What to work on:
Look for the word "PathBuf". Copy every line of the listing where it occurs.

::: Records shown

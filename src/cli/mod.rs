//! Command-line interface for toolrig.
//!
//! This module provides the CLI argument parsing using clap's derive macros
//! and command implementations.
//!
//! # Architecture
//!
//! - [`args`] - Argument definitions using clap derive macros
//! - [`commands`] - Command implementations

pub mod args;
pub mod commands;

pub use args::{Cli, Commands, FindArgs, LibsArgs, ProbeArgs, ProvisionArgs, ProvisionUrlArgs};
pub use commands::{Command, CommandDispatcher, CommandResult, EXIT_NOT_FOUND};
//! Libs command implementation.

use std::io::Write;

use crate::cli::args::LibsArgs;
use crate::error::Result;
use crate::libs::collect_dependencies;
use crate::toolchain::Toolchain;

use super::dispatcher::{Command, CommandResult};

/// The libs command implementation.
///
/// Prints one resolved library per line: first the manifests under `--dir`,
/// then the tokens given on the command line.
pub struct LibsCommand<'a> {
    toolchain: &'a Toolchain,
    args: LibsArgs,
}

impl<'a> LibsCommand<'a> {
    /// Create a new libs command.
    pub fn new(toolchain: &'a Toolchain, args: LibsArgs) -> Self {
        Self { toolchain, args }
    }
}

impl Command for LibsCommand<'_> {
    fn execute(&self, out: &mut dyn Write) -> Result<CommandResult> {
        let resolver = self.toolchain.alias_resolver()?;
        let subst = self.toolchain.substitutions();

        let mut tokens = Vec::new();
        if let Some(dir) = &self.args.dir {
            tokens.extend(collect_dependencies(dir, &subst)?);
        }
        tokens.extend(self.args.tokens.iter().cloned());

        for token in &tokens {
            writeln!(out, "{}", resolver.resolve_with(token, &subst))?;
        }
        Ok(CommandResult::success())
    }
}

::::::
::: Records shown

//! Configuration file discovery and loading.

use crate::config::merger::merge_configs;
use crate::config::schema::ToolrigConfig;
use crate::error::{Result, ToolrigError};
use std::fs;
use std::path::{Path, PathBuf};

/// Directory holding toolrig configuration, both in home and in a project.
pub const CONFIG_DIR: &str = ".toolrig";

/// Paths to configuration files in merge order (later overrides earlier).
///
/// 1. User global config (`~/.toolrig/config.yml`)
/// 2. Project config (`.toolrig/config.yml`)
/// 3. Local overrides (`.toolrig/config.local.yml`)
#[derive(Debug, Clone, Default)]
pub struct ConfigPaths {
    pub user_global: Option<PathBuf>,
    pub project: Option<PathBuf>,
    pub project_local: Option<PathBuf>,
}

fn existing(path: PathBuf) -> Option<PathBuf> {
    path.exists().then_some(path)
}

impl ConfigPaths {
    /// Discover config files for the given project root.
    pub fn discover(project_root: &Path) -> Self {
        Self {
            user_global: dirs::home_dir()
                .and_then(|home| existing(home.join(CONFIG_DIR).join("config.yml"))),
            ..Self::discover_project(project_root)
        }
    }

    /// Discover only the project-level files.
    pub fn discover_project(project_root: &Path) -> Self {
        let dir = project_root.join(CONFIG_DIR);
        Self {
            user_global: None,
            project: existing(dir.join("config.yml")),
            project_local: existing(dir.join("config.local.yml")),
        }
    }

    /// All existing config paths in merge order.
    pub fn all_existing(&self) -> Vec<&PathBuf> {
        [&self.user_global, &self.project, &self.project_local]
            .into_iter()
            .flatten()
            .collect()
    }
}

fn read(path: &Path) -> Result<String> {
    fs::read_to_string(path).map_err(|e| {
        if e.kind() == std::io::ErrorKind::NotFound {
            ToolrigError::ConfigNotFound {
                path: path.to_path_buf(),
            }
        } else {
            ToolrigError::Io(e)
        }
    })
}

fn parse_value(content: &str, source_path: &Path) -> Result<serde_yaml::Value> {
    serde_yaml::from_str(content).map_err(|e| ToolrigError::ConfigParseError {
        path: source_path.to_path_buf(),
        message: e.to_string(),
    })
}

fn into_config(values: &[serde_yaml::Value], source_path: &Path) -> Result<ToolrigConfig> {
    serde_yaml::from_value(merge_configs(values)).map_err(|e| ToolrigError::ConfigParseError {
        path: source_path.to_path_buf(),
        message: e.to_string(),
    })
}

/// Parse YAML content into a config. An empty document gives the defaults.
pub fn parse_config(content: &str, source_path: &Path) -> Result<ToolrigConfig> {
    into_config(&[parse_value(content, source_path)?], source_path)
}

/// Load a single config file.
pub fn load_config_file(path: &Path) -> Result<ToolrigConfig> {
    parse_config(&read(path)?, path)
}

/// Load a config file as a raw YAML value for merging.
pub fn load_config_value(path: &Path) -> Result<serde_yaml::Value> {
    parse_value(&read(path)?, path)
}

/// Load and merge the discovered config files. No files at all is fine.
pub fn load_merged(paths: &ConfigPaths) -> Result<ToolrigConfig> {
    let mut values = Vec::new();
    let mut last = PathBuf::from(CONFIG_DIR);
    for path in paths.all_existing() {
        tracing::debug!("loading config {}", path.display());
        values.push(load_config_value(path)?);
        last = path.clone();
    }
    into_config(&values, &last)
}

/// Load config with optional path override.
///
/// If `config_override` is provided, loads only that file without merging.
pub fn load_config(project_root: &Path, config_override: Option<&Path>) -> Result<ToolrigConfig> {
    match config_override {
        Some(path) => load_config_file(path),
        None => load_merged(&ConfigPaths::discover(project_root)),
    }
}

::::::

The answer:
use std::path::{Path, PathBuf};
    pub user_global: Option<PathBuf>,
    pub project: Option<PathBuf>,
    pub project_local: Option<PathBuf>,
fn existing(path: PathBuf) -> Option<PathBuf> {
    pub fn all_existing(&self) -> Vec<&PathBuf> {
    let mut last = PathBuf::from(CONFIG_DIR);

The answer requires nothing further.